▶ _Your instructions_
State, as a number alone, how many lines of the entries contain the word "elwt".

(Data under study Opens)

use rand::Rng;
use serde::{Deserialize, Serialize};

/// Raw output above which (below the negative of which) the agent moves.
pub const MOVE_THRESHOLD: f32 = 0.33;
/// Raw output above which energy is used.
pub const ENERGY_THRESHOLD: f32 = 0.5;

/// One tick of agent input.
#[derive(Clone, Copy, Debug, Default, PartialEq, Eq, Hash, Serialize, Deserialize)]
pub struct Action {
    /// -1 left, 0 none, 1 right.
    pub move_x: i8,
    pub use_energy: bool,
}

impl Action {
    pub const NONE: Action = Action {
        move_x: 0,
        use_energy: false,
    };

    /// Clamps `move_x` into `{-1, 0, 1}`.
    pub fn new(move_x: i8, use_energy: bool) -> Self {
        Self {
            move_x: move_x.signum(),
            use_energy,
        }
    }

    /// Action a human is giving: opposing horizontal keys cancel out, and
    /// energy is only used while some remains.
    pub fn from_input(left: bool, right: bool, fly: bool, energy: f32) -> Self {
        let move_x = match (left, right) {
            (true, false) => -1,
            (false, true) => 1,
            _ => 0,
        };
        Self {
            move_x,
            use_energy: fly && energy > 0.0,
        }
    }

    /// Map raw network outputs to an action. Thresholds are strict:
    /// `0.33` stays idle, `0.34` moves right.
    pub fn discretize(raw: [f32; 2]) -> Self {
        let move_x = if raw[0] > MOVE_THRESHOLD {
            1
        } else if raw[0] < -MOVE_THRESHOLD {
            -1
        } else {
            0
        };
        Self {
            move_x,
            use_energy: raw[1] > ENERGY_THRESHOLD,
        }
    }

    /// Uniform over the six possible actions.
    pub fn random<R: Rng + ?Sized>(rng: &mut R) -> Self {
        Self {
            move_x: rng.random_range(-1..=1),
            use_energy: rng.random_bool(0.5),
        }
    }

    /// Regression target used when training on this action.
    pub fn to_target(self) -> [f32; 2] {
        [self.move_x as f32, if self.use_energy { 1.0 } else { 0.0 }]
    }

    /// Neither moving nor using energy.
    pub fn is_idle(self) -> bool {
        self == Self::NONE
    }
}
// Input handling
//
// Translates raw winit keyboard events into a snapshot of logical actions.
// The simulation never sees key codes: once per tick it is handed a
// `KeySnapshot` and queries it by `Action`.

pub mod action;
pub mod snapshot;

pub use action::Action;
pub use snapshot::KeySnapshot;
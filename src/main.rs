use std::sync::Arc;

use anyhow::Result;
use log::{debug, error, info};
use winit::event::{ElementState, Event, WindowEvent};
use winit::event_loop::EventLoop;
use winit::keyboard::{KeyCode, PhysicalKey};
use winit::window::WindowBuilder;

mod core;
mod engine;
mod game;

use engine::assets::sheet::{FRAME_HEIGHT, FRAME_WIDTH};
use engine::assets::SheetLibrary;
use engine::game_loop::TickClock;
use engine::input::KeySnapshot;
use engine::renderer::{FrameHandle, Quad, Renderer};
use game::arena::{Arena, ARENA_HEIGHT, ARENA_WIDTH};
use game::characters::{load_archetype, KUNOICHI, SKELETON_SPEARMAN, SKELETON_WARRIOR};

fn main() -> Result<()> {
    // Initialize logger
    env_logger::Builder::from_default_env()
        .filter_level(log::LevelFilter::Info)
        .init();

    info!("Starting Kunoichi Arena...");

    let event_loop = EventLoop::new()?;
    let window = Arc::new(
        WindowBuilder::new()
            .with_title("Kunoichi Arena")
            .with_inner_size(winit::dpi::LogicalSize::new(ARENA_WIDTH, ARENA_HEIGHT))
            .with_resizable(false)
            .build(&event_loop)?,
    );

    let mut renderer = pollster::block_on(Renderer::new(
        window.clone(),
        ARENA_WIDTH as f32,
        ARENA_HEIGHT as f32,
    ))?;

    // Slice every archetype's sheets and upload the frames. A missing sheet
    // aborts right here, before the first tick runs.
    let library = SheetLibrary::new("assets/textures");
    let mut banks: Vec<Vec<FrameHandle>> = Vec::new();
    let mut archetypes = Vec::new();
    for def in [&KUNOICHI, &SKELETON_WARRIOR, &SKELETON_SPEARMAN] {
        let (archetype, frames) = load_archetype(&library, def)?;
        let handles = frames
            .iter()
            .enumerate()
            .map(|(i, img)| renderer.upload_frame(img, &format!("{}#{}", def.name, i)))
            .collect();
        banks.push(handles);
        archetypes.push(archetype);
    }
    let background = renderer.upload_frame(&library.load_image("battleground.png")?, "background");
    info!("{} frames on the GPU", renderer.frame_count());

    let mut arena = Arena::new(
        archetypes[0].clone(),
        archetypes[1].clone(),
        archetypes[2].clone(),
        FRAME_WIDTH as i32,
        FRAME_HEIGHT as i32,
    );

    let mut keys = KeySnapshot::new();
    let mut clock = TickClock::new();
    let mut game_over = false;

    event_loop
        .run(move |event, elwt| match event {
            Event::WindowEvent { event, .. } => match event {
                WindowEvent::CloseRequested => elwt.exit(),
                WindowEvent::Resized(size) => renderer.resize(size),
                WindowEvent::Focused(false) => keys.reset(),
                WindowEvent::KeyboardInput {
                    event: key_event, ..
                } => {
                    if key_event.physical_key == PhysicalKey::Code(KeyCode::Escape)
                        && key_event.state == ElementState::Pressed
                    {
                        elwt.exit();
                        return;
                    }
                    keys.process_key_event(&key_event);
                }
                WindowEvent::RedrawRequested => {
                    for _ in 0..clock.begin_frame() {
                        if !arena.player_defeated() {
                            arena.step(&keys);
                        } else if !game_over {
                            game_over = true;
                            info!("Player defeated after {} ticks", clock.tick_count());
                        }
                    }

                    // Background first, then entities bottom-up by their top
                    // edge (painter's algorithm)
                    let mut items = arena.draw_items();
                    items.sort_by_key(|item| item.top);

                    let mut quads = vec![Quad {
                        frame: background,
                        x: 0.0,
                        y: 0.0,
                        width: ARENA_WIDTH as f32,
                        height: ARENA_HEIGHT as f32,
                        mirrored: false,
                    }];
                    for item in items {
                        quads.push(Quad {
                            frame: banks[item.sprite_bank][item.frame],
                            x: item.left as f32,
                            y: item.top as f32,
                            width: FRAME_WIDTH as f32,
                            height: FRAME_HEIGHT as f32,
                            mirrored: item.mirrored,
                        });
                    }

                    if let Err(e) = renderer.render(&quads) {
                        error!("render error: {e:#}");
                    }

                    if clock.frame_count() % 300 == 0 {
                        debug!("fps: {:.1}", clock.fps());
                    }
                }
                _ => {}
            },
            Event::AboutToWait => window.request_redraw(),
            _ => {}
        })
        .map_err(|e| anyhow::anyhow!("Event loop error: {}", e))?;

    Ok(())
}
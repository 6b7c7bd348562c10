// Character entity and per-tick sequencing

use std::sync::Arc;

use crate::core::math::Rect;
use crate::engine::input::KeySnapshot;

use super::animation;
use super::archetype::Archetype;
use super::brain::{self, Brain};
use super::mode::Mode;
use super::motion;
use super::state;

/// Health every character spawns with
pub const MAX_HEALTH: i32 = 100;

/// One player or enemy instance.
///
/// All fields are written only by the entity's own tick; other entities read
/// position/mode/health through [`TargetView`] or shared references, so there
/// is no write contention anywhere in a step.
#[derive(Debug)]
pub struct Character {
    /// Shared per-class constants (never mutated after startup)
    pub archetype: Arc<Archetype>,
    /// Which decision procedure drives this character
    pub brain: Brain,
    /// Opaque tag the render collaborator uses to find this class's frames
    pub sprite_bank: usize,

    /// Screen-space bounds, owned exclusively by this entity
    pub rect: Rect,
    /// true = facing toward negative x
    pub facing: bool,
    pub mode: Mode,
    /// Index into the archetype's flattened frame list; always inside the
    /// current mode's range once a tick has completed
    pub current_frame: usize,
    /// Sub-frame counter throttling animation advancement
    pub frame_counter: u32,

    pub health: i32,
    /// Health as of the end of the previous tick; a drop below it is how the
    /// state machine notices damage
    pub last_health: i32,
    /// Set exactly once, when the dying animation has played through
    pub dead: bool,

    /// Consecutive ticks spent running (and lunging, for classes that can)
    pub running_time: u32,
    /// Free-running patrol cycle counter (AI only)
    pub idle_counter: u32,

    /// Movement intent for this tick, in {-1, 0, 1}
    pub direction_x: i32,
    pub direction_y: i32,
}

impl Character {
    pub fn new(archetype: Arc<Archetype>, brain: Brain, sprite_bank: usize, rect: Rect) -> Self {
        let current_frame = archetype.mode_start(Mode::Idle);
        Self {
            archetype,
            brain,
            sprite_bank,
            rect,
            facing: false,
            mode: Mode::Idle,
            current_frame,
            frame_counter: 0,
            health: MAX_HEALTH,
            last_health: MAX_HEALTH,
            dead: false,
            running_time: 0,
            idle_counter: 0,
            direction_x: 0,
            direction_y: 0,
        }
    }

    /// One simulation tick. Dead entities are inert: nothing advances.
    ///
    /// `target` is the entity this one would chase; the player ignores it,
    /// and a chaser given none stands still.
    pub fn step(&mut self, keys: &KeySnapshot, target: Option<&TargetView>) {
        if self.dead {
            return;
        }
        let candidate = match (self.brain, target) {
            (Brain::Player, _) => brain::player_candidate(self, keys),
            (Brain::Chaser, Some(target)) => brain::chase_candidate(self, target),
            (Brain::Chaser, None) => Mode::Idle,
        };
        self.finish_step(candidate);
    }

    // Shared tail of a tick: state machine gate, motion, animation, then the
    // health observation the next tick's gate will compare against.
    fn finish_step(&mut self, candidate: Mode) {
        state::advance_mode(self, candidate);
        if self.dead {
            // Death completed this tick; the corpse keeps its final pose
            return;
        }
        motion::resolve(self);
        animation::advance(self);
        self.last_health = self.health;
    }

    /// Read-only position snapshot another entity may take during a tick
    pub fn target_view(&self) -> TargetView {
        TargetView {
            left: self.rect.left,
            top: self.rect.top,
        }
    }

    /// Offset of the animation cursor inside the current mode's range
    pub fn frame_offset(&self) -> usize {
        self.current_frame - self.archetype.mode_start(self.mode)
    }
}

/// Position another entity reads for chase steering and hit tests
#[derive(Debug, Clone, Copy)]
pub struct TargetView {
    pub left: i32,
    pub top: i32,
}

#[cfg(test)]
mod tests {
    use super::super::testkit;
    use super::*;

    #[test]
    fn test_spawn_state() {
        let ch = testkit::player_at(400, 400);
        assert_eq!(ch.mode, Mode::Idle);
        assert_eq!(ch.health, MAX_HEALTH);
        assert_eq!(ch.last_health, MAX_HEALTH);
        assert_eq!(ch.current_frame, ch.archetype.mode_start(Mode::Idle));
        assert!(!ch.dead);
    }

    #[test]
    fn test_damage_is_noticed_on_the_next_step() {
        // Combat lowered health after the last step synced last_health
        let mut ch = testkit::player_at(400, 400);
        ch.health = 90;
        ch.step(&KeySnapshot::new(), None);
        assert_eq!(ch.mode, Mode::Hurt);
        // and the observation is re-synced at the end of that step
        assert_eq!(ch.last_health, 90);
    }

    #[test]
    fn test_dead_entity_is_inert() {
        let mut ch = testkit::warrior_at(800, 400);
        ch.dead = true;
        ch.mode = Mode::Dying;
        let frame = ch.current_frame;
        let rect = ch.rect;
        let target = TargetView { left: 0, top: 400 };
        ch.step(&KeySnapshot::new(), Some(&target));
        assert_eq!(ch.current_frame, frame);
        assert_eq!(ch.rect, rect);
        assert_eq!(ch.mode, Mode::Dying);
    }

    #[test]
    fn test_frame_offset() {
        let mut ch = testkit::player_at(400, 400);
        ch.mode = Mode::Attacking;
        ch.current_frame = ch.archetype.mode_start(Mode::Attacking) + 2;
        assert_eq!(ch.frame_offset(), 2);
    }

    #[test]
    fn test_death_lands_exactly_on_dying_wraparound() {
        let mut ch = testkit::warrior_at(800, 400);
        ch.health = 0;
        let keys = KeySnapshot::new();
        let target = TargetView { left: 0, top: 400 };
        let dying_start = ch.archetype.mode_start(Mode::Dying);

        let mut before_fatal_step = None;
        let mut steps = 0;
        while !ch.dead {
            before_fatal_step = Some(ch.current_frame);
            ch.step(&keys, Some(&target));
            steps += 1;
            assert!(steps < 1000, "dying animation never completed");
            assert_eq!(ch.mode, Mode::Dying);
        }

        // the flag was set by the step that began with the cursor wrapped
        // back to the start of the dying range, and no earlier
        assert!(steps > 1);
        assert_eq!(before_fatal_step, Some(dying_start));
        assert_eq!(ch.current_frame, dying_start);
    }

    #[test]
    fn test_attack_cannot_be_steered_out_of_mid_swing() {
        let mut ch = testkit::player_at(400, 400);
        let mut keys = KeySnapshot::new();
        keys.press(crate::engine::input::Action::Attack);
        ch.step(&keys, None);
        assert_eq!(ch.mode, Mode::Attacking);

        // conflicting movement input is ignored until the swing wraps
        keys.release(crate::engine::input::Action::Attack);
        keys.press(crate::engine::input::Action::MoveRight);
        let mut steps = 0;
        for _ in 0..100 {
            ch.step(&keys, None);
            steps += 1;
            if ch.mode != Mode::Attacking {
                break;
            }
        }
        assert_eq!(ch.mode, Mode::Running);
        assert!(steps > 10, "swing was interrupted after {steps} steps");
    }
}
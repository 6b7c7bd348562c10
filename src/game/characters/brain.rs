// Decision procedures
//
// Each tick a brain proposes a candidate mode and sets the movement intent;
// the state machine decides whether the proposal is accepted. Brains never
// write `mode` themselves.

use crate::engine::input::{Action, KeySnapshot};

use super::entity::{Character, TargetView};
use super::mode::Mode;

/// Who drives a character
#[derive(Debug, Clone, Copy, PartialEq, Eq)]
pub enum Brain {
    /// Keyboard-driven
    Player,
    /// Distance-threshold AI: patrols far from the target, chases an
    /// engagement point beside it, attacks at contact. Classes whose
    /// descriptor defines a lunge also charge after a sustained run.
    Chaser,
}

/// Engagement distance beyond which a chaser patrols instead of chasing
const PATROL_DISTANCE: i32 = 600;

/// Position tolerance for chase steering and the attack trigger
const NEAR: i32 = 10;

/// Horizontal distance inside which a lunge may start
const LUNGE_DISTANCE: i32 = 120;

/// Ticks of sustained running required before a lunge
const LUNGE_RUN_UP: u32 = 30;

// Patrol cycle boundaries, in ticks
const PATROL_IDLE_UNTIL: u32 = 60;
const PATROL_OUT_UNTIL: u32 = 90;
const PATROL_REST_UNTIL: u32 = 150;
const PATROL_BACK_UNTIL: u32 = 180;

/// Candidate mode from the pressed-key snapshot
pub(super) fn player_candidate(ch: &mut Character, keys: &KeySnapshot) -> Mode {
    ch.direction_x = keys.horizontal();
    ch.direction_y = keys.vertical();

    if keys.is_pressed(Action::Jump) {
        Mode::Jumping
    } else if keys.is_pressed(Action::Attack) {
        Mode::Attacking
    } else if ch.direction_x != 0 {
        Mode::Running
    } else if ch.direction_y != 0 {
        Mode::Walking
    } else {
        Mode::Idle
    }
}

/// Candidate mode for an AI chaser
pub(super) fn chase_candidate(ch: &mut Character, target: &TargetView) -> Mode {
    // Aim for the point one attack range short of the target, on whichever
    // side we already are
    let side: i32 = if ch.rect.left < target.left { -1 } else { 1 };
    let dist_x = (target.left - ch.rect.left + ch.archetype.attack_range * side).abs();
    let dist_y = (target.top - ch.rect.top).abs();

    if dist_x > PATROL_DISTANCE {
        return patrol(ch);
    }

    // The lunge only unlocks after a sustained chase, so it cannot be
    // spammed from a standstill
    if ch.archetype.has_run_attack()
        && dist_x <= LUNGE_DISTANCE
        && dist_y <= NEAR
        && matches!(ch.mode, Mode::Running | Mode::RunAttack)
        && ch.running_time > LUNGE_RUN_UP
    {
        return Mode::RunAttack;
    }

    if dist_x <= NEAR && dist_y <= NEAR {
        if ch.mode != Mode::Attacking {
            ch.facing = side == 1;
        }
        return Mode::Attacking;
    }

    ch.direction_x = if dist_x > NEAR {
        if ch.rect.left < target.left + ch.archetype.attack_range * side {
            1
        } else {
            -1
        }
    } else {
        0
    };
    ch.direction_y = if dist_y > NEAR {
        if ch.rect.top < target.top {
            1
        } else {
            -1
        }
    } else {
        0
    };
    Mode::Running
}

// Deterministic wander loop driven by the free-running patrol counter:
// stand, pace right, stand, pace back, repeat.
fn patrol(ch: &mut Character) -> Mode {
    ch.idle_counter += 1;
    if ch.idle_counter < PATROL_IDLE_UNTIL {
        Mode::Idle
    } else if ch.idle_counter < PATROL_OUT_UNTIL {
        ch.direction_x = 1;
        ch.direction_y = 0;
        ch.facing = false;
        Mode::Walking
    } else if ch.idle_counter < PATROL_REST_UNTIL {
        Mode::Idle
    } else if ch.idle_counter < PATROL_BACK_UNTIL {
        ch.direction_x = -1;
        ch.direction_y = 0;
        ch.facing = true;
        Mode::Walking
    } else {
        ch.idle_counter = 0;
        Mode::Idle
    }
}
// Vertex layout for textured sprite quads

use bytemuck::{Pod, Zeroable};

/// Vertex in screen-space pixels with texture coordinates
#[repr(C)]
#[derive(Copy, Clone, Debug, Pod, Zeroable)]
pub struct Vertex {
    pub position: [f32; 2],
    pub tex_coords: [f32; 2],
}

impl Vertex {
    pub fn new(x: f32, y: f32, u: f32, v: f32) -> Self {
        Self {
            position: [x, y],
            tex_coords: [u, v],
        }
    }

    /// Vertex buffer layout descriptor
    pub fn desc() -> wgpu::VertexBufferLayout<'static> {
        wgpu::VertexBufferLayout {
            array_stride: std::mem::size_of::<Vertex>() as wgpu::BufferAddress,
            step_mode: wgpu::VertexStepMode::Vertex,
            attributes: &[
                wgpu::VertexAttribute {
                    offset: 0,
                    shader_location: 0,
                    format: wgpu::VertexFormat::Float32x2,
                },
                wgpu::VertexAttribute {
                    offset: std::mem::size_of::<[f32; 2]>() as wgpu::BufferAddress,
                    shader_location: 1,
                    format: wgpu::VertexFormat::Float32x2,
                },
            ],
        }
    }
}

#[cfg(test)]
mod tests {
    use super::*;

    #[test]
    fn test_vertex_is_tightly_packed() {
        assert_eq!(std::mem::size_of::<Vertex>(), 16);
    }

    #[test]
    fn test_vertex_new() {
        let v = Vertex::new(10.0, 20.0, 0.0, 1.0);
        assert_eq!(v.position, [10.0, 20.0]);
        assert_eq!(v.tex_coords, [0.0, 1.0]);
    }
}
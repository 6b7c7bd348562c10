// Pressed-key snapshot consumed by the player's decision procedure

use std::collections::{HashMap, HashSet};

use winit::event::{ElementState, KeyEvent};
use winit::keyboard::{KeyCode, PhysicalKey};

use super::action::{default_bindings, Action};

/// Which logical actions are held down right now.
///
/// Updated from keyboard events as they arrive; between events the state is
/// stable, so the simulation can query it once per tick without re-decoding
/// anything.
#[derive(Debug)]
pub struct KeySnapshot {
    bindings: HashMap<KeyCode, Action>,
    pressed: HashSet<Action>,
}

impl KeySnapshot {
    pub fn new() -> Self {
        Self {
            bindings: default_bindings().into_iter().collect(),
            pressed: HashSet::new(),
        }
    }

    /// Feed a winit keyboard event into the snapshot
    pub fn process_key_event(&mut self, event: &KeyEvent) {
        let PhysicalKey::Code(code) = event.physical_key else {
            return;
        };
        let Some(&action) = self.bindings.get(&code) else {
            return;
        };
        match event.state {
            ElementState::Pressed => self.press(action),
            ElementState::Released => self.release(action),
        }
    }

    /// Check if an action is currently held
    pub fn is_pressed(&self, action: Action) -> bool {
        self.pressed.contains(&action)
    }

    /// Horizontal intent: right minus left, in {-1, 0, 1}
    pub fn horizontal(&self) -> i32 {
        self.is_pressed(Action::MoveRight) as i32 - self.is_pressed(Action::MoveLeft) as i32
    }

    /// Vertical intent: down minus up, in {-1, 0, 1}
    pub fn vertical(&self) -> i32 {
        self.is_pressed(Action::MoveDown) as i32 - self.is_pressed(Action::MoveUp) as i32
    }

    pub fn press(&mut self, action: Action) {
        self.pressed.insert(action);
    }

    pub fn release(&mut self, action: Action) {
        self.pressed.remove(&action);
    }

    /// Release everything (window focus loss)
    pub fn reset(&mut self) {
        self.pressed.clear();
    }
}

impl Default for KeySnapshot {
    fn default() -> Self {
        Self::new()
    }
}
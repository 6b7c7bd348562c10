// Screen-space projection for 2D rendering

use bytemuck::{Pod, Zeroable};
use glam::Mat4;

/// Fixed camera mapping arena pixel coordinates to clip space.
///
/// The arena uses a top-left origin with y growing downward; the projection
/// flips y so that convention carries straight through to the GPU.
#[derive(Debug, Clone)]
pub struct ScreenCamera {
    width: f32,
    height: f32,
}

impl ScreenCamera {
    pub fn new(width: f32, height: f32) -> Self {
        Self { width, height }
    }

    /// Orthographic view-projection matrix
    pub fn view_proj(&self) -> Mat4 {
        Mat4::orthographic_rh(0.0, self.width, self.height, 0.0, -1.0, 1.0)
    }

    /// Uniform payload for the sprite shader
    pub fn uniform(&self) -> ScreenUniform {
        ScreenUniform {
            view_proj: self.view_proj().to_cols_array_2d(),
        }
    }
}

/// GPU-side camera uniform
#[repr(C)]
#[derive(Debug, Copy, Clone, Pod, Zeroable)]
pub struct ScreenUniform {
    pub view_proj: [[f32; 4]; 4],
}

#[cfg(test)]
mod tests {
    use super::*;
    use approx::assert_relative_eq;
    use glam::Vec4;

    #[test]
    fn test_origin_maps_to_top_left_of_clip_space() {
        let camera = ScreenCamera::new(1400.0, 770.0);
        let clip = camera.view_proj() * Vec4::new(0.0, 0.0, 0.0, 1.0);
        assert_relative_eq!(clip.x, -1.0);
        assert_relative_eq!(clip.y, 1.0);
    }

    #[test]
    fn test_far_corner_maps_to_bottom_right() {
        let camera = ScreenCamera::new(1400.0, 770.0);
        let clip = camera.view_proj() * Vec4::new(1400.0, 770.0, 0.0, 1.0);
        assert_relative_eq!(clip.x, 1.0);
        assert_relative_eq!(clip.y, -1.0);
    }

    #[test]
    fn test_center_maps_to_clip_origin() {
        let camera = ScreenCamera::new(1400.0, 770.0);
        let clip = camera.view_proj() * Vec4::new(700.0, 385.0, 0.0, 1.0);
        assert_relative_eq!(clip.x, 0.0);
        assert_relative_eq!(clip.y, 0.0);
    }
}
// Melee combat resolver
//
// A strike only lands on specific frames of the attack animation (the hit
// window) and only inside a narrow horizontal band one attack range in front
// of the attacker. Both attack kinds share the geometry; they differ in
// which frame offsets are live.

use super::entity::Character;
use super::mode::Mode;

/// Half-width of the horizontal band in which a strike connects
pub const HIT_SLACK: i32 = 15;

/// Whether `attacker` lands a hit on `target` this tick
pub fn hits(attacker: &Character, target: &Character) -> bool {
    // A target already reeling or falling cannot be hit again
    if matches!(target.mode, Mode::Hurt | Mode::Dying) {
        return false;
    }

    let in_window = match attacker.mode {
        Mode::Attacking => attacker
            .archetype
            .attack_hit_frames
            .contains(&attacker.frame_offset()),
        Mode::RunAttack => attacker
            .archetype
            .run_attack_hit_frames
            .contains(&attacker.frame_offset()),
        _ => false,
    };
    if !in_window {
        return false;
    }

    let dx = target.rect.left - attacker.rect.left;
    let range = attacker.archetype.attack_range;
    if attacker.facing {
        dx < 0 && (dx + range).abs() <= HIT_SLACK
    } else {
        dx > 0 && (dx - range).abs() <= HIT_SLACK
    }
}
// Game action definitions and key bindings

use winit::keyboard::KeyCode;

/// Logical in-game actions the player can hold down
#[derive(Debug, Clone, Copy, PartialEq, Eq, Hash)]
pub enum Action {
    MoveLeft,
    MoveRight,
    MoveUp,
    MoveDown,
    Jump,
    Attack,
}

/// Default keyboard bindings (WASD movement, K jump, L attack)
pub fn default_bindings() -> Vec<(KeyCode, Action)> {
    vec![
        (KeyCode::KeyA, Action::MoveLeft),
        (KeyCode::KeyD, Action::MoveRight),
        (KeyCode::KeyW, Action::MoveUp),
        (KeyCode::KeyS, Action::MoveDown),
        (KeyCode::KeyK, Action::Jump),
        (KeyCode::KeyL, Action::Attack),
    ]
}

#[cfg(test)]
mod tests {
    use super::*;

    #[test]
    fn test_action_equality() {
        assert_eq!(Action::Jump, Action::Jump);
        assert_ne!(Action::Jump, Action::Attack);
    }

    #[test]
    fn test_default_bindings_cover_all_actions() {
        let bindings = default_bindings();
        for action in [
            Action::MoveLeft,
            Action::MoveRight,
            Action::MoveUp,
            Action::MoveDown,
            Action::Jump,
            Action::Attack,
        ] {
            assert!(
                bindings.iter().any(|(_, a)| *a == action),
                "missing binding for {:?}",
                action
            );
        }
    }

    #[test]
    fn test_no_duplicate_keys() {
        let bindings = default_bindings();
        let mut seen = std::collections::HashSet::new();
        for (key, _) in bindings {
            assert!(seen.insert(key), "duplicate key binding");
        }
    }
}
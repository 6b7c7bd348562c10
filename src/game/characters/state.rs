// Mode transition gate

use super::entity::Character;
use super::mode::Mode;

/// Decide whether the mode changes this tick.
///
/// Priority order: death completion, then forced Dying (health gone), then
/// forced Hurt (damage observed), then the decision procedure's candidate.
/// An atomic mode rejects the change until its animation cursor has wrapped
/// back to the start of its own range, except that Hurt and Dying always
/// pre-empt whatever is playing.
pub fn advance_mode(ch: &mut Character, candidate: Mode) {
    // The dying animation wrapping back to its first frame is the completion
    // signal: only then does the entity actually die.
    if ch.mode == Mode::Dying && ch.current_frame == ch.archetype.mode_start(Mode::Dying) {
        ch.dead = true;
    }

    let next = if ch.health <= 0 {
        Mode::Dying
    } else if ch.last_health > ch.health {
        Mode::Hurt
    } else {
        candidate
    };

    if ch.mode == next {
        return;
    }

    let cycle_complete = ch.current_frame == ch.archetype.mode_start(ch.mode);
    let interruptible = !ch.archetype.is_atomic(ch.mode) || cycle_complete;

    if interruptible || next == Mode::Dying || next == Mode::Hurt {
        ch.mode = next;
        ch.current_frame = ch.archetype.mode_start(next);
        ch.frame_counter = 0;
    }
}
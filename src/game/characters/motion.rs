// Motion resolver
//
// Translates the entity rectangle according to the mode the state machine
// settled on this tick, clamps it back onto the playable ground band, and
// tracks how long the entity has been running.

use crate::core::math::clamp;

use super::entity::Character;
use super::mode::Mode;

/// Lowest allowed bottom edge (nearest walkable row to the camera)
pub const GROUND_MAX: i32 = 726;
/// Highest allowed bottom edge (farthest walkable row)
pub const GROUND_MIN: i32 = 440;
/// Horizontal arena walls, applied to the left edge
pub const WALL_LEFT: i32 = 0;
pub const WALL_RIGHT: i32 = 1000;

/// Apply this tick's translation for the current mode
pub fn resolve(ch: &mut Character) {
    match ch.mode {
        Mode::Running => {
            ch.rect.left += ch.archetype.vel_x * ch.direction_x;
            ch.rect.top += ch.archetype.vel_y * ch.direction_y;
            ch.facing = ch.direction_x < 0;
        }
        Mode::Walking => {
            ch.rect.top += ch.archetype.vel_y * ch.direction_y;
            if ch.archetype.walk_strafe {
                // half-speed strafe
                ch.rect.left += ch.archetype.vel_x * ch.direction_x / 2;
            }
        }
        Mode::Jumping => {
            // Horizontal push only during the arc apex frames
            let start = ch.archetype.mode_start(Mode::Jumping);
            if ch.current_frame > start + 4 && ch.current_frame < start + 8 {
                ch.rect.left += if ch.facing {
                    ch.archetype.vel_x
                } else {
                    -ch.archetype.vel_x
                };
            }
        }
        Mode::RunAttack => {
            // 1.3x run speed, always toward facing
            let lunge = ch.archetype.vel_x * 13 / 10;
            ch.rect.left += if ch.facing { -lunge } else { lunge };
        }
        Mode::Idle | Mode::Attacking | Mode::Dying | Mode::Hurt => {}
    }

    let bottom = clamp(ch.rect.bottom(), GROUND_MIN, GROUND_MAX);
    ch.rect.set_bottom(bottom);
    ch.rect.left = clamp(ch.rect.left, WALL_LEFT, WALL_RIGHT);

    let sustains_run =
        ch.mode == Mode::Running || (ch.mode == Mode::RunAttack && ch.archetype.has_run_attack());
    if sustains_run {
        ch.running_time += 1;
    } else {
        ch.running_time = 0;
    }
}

(Data under study Closes)

▶ _Solution to the exercise_
3